**What you need to do**
Filtering the records below, copy only those lines that include the word "RigidBodyDefinition".

**The input**
┄┄┄┄┄┄┄┄┄┄┄┄┄┄┄┄┄┄┄┄

//! Error taxonomy of the physics binding. Every error here is non-fatal at
//! this layer: public entry points log the error as a warning and return a
//! sentinel (`None` body, `0.0` height), leaving it to the caller to decide
//! whether to escalate.

use crate::{resource::image::ImagePixelFormat, scene::mesh::PrimitiveType};
use std::fmt::{Display, Formatter};

/// See module docs.
#[derive(Debug, Clone, PartialEq)]
pub enum RigidBodyError {
    /// Height source has an unsupported pixel layout; only 3- and 4-channel
    /// rasters can be turned into heightfields.
    UnsupportedFormat(ImagePixelFormat),
    /// Mesh collision shape requested for geometry with non-triangle primitives.
    UnsupportedPrimitive(PrimitiveType),
    /// Operation is not available for the body's collision shape.
    UnsupportedOperation(&'static str),
    /// Height query mapped outside the elevation grid extent.
    OutOfBounds {
        x: f32,
        y: f32,
        width: u32,
        height: u32,
    },
    /// Declarative construction is missing a field required by the chosen
    /// shape type.
    MissingRequiredField(&'static str),
    /// Properties document is absent, unreadable or does not carry the
    /// `rigidbody` namespace.
    InvalidSource(String),
}

impl Display for RigidBodyError {
    fn fmt(&self, f: &mut Formatter<'_>) -> std::fmt::Result {
        match self {
            RigidBodyError::UnsupportedFormat(format) => {
                write!(f, "Heightmap pixel format is not supported: {format:?}.")
            }
            RigidBodyError::UnsupportedPrimitive(primitive) => write!(
                f,
                "Mesh rigid bodies are only supported on meshes with primitive \
                 type equal to Triangles, got {primitive:?}."
            ),
            RigidBodyError::UnsupportedOperation(what) => {
                write!(f, "Unsupported operation: {what}.")
            }
            RigidBodyError::OutOfBounds {
                x,
                y,
                width,
                height,
            } => write!(
                f,
                "Attempting to get height at point '{x}, {y}', which is outside \
                 the range of the heightfield with width {width} and height {height}."
            ),
            RigidBodyError::MissingRequiredField(field) => {
                write!(f, "Rigid body definition is missing required field '{field}'.")
            }
            RigidBodyError::InvalidSource(reason) => {
                write!(f, "Invalid rigid body source: {reason}")
            }
        }
    }
}

impl std::error::Error for RigidBodyError {}
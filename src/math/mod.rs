//! Math types shared across the crate.

pub mod aabb;

use crate::math::aabb::AxisAlignedBoundingBox;
use nalgebra::Vector3;

/// Bounding sphere, defined by a center point and a radius. Used as the
/// center-of-mass anchor when deriving collision shapes from geometry.
#[derive(Copy, Clone, Debug, PartialEq)]
pub struct BoundingSphere {
    pub center: Vector3<f32>,
    pub radius: f32,
}

impl Default for BoundingSphere {
    fn default() -> Self {
        Self {
            center: Vector3::default(),
            radius: 0.0,
        }
    }
}

impl BoundingSphere {
    #[inline]
    pub fn new(center: Vector3<f32>, radius: f32) -> Self {
        Self { center, radius }
    }

    /// Builds the sphere centered at the point set's bounding-box center with
    /// a radius reaching the farthest point.
    pub fn from_points(points: &[Vector3<f32>]) -> Self {
        let center = AxisAlignedBoundingBox::from_points(points).center();
        let mut sqr_radius: f32 = 0.0;
        for point in points {
            sqr_radius = sqr_radius.max((point - center).norm_squared());
        }
        Self {
            center,
            radius: sqr_radius.sqrt(),
        }
    }

    #[inline]
    pub fn is_contains_point(&self, point: Vector3<f32>) -> bool {
        (point - self.center).norm_squared() <= self.radius * self.radius
    }
}
//! Declarative rigid body definitions.
//!
//! A definition document is a RON file carrying a single `rigidbody`
//! namespace with the shape type and simulation properties:
//!
//! ```ron
//! (
//!     rigidbody: (
//!         type: HEIGHTFIELD,
//!         image: "terrain/height.png",
//!         friction: 0.8,
//!     )
//! )
//! ```
//!
//! Unknown properties inside the namespace are skipped; a document without
//! the namespace is rejected as a whole.

use crate::physics::{error::RigidBodyError, shape::ShapeType};
use serde::{Deserialize, Serialize};
use std::{
    path::{Path, PathBuf},
    str::FromStr,
};

#[derive(Deserialize, Serialize, Debug, Clone, PartialEq)]
#[serde(deny_unknown_fields)]
struct DefinitionFile {
    rigidbody: RigidBodyDefinition,
}

fn default_friction() -> f32 {
    0.5
}

/// Parsed `rigidbody` properties. Shape-specific validation is deferred to
/// [`validate`](Self::validate) so a definition can also be assembled
/// field by field in code.
#[derive(Deserialize, Serialize, Debug, Clone, PartialEq)]
pub struct RigidBodyDefinition {
    /// Collision shape to build; the only field required for every shape.
    #[serde(rename = "type", default)]
    pub kind: Option<ShapeType>,
    #[serde(default)]
    pub mass: f32,
    #[serde(default = "default_friction")]
    pub friction: f32,
    #[serde(default)]
    pub restitution: f32,
    #[serde(default)]
    pub linear_damping: f32,
    #[serde(default)]
    pub angular_damping: f32,
    #[serde(default)]
    pub kinematic: bool,
    /// Per-body gravity replacing world gravity.
    #[serde(default)]
    pub gravity: Option<[f32; 3]>,
    #[serde(default)]
    pub anisotropic_friction: Option<[f32; 3]>,
    /// Height source path, required for heightfield bodies.
    #[serde(default)]
    pub image: Option<PathBuf>,
    /// Required for capsule bodies.
    #[serde(default)]
    pub radius: Option<f32>,
    /// Required for capsule bodies.
    #[serde(default)]
    pub height: Option<f32>,
}

impl Default for RigidBodyDefinition {
    fn default() -> Self {
        Self {
            kind: None,
            mass: 0.0,
            friction: default_friction(),
            restitution: 0.0,
            linear_damping: 0.0,
            angular_damping: 0.0,
            kinematic: false,
            gravity: None,
            anisotropic_friction: None,
            image: None,
            radius: None,
            height: None,
        }
    }
}

impl RigidBodyDefinition {
    /// Reads and parses a definition document.
    pub fn from_file<P: AsRef<Path>>(path: P) -> Result<Self, RigidBodyError> {
        let content = std::fs::read_to_string(path.as_ref()).map_err(|err| {
            RigidBodyError::InvalidSource(format!(
                "failed to read rigid body definition {}: {err}",
                path.as_ref().display()
            ))
        })?;
        content.parse()
    }

    /// Checks that every field required by the chosen shape type is present
    /// and returns that type.
    pub fn validate(&self) -> Result<ShapeType, RigidBodyError> {
        let kind = self
            .kind
            .ok_or(RigidBodyError::MissingRequiredField("type"))?;
        match kind {
            ShapeType::Heightfield if self.image.is_none() => {
                Err(RigidBodyError::MissingRequiredField("image"))
            }
            ShapeType::Capsule if self.radius.is_none() || self.height.is_none() => {
                Err(RigidBodyError::MissingRequiredField("radius and height"))
            }
            _ => Ok(kind),
        }
    }
}

impl FromStr for RigidBodyDefinition {
    type Err = RigidBodyError;

    fn from_str(content: &str) -> Result<Self, Self::Err> {
        // Optional properties are written bare in documents, never wrapped in `Some`.
        let options = ron::Options::default()
            .with_default_extension(ron::extensions::Extensions::IMPLICIT_SOME);
        let file: DefinitionFile = options.from_str(content).map_err(|err| {
            RigidBodyError::InvalidSource(format!(
                "expected a document with a single 'rigidbody' namespace: {err}"
            ))
        })?;
        Ok(file.rigidbody)
    }
}
//! This is a crate providing owning pointers with value semantics.
//!
//! A [`ValuePtr`] owns its pointee exclusively, like a `Box`, but it is
//! copyable: cloning the handle produces an independently owned replica of
//! the pointee. Replication and destruction are pluggable policy objects,
//! so the same handle type covers plain objects, clone-dispatched trait
//! objects ([`ClonePtr`]) and heap arrays whose length is tracked in a
//! hidden cookie ([`ValueArray`], [`CloneArray`]).

#![feature(allocator_api)]
#![feature(ptr_metadata)]
#![warn(missing_docs)]

// The derive expands to `::value_ptr` paths; this alias makes them resolve
// inside the crate's own tests as well.
extern crate self as value_ptr;

use std::ptr::NonNull;

pub use value_ptr_derive::CloneSelf;

mod abi;
pub use abi::{Abi, Counted, Itanium};

mod handler;
pub use handler::{
    ArrayClone, ArrayCopy, ArrayDestroy, ArrayReplicate, DefaultClone, DefaultCopy,
    DefaultDestroy, Destroy, DestroyWith, ObjectReplicate, Replicate, ReplicateWith,
};

#[path = "value_ptr.rs"]
mod value_ptr_impl;
pub use value_ptr_impl::{CloneArray, ClonePtr, ValueArray, ValuePtr};

/// Replication capability dispatched through the pointee itself.
///
/// A type opting in promises to produce a replica of its *concrete* type,
/// which is what keeps replication of a `dyn` pointee from losing the
/// state a copy through the statically known type would drop. Declare it
/// as a supertrait of your object-safe trait and every `dyn` of that trait
/// gains the capability:
///
/// ```
/// use value_ptr::{ClonePtr, CloneSelf};
///
/// trait Shape: CloneSelf {
///     fn area(&self) -> f64;
/// }
///
/// #[derive(Clone, CloneSelf)]
/// struct Circle {
///     radius: f64,
/// }
///
/// impl Shape for Circle {
///     fn area(&self) -> f64 {
///         std::f64::consts::PI * self.radius * self.radius
///     }
/// }
///
/// let shape: ClonePtr<dyn Shape> = (Box::new(Circle { radius: 2.0 }) as Box<dyn Shape>).into();
/// assert_eq!(shape.clone().area(), shape.area());
/// ```
///
/// Use `#[derive(CloneSelf)]` on any [`Clone`] type rather than writing the
/// impl by hand.
///
/// # Safety
/// `clone_self` must return a pointer obtained from `Box::into_raw` of a
/// freshly allocated value of the same concrete type as `self`, and
/// `clone_to` must initialize `dest` with such a value. Violating either
/// makes the policies built on top free or dispatch through the wrong
/// layout.
pub unsafe trait CloneSelf {
    /// Clone onto the heap and return the replica's data pointer.
    ///
    /// The pointer is deliberately thin; callers re-attach whatever
    /// metadata the source pointer carried.
    fn clone_self(&self) -> NonNull<()>;

    /// Clone into caller-supplied storage.
    ///
    /// # Safety
    /// `dest` must be valid for writes of the concrete type of `self`,
    /// properly aligned, and must not overlap `self`.
    unsafe fn clone_to(&self, dest: *mut ());
}
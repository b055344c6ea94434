use std::{
    alloc::{handle_alloc_error, Allocator, Global, Layout},
    mem::{align_of, needs_drop, size_of},
    ptr::NonNull,
};

/// Allocation convention for heap arrays handed around as bare element
/// pointers.
///
/// Raw allocation does not tell generic code how many elements live in a
/// block, so adapters record the count themselves in a hidden *cookie*
/// placed just before the first element. The adapter is the single seam to
/// swap for a different bookkeeping convention; the array policies never
/// touch the block layout directly.
///
/// # Safety
/// `allocate` must return a pointer whose cookie (when `cookie_len` is
/// non-zero) holds exactly `n`, such that `element_count` reads it back and
/// `deallocate` releases the whole block including the cookie.
pub unsafe trait Abi {
    /// Length in bytes of the cookie kept for element type `T`.
    fn cookie_len<T>() -> usize;

    /// Allocate a block for `n` elements of `T`, recording `n` in the
    /// cookie when one is kept, and return a pointer to the first element.
    ///
    /// No elements are constructed. Diverges via
    /// [`handle_alloc_error`] if the underlying allocation fails.
    fn allocate<T>(n: usize) -> NonNull<T>;

    /// Read back the element count recorded by [`Abi::allocate`].
    ///
    /// # Safety
    /// `p` must come from `Self::allocate::<T>` and must still be live.
    /// Element types without a cookie are rejected at compile time.
    unsafe fn element_count<T>(p: NonNull<T>) -> usize;

    /// Release a block obtained from [`Abi::allocate`], cookie included.
    ///
    /// No element destructors are run.
    ///
    /// # Safety
    /// `p` must come from `Self::allocate::<T>` and must not be used again.
    unsafe fn deallocate<T>(p: NonNull<T>);
}

fn block_layout<T>(cookie: usize, n: usize) -> Layout {
    let bytes = size_of::<T>()
        .checked_mul(n)
        .and_then(|b| b.checked_add(cookie))
        .expect("array block size overflows usize");
    let align = align_of::<T>().max(align_of::<usize>());
    Layout::from_size_align(bytes, align).expect("array block size overflows isize")
}

fn allocate_block<T>(cookie: usize, n: usize) -> NonNull<T> {
    let layout = block_layout::<T>(cookie, n);
    let Ok(block) = Global.allocate(layout) else {
        handle_alloc_error(layout)
    };
    let first = unsafe { block.cast::<u8>().as_ptr().add(cookie) }.cast::<T>();
    if cookie != 0 {
        unsafe { first.cast::<usize>().sub(1).write(n) };
    }
    unsafe { NonNull::new_unchecked(first) }
}

unsafe fn deallocate_block<T>(cookie: usize, n: usize, p: NonNull<T>) {
    let layout = block_layout::<T>(cookie, n);
    let block = unsafe { p.as_ptr().cast::<u8>().sub(cookie) };
    unsafe { Global.deallocate(NonNull::new_unchecked(block), layout) };
}

/// The Itanium C++ ABI array-cookie convention.
///
/// A cookie of `max(size_of::<usize>(), align_of::<T>())` bytes is kept
/// only when `T` needs dropping, so the count slot sits right below the
/// first element and the element keeps its natural alignment. Rust's
/// allocator needs the block layout back at release time, which only the
/// cookie can supply, so [`Abi::element_count`] and [`Abi::deallocate`]
/// are restricted to `needs_drop` element types; arrays of trivially
/// droppable elements go through [`Counted`] instead.
#[derive(Debug, Clone, Copy, Default)]
pub struct Itanium;

unsafe impl Abi for Itanium {
    fn cookie_len<T>() -> usize {
        if needs_drop::<T>() {
            size_of::<usize>().max(align_of::<T>())
        } else {
            0
        }
    }

    fn allocate<T>(n: usize) -> NonNull<T> {
        allocate_block(Self::cookie_len::<T>(), n)
    }

    unsafe fn element_count<T>(p: NonNull<T>) -> usize {
        const {
            assert!(
                needs_drop::<T>(),
                "no cookie is kept for trivially droppable elements; use the Counted adapter"
            )
        };
        unsafe { p.as_ptr().cast::<usize>().sub(1).read() }
    }

    unsafe fn deallocate<T>(p: NonNull<T>) {
        let n = unsafe { Self::element_count(p) };
        unsafe { deallocate_block(Self::cookie_len::<T>(), n, p) };
    }
}

/// A self-contained convention that always keeps the cookie.
///
/// Costs a few bytes per array of trivially droppable elements, in exchange
/// for supporting every element type.
#[derive(Debug, Clone, Copy, Default)]
pub struct Counted;

unsafe impl Abi for Counted {
    fn cookie_len<T>() -> usize {
        size_of::<usize>().max(align_of::<T>())
    }

    fn allocate<T>(n: usize) -> NonNull<T> {
        allocate_block(Self::cookie_len::<T>(), n)
    }

    unsafe fn element_count<T>(p: NonNull<T>) -> usize {
        unsafe { p.as_ptr().cast::<usize>().sub(1).read() }
    }

    unsafe fn deallocate<T>(p: NonNull<T>) {
        let n = unsafe { Self::element_count(p) };
        unsafe { deallocate_block(Self::cookie_len::<T>(), n, p) };
    }
}

#[cfg(test)]
mod test {
    use super::*;
    use std::panic::catch_unwind;

    #[test]
    fn count_round_trip() {
        let p = Itanium::allocate::<String>(3);
        unsafe {
            for i in 0..3 {
                p.as_ptr().add(i).write(i.to_string());
            }
            assert_eq!(Itanium::element_count(p), 3);
            for i in (0..3).rev() {
                std::ptr::drop_in_place(p.as_ptr().add(i));
            }
            Itanium::deallocate(p);
        }
    }

    #[test]
    fn zero_len() {
        let p = Itanium::allocate::<String>(0);
        unsafe {
            assert_eq!(Itanium::element_count(p), 0);
            Itanium::deallocate(p);
        }
    }

    #[test]
    fn over_aligned() {
        #[repr(align(32))]
        struct Wide(#[allow(dead_code)] String);

        assert_eq!(Itanium::cookie_len::<Wide>(), 32);
        let p = Itanium::allocate::<Wide>(2);
        assert_eq!(p.as_ptr() as usize % 32, 0);
        unsafe {
            p.as_ptr().write(Wide(String::from("a")));
            p.as_ptr().add(1).write(Wide(String::from("b")));
            assert_eq!(Itanium::element_count(p), 2);
            std::ptr::drop_in_place(p.as_ptr().add(1));
            std::ptr::drop_in_place(p.as_ptr());
            Itanium::deallocate(p);
        }
    }

    #[test]
    fn trivial_elements_have_no_cookie() {
        assert_eq!(Itanium::cookie_len::<u64>(), 0);
        assert_eq!(Itanium::cookie_len::<String>(), size_of::<usize>());
    }

    #[test]
    fn overflowing_block_size_panics() {
        let huge = usize::MAX / size_of::<String>() + 1;
        assert!(catch_unwind(|| Itanium::allocate::<String>(huge)).is_err());
        assert!(catch_unwind(|| Counted::allocate::<u64>(usize::MAX / 4)).is_err());
    }

    #[test]
    fn counted_takes_trivial_elements() {
        let p = Counted::allocate::<u32>(5);
        unsafe {
            for i in 0..5u32 {
                p.as_ptr().add(i as usize).write(i);
            }
            assert_eq!(Counted::element_count(p), 5);
            assert_eq!(p.as_ptr().add(4).read(), 4);
            Counted::deallocate(p);
        }
    }
}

┄┄┄┄┄┄┄┄┄┄┄┄┄┄┄┄┄┄┄┄

**Output**
    rigidbody: RigidBodyDefinition,
pub struct RigidBodyDefinition {
impl Default for RigidBodyDefinition {
impl RigidBodyDefinition {
impl FromStr for RigidBodyDefinition {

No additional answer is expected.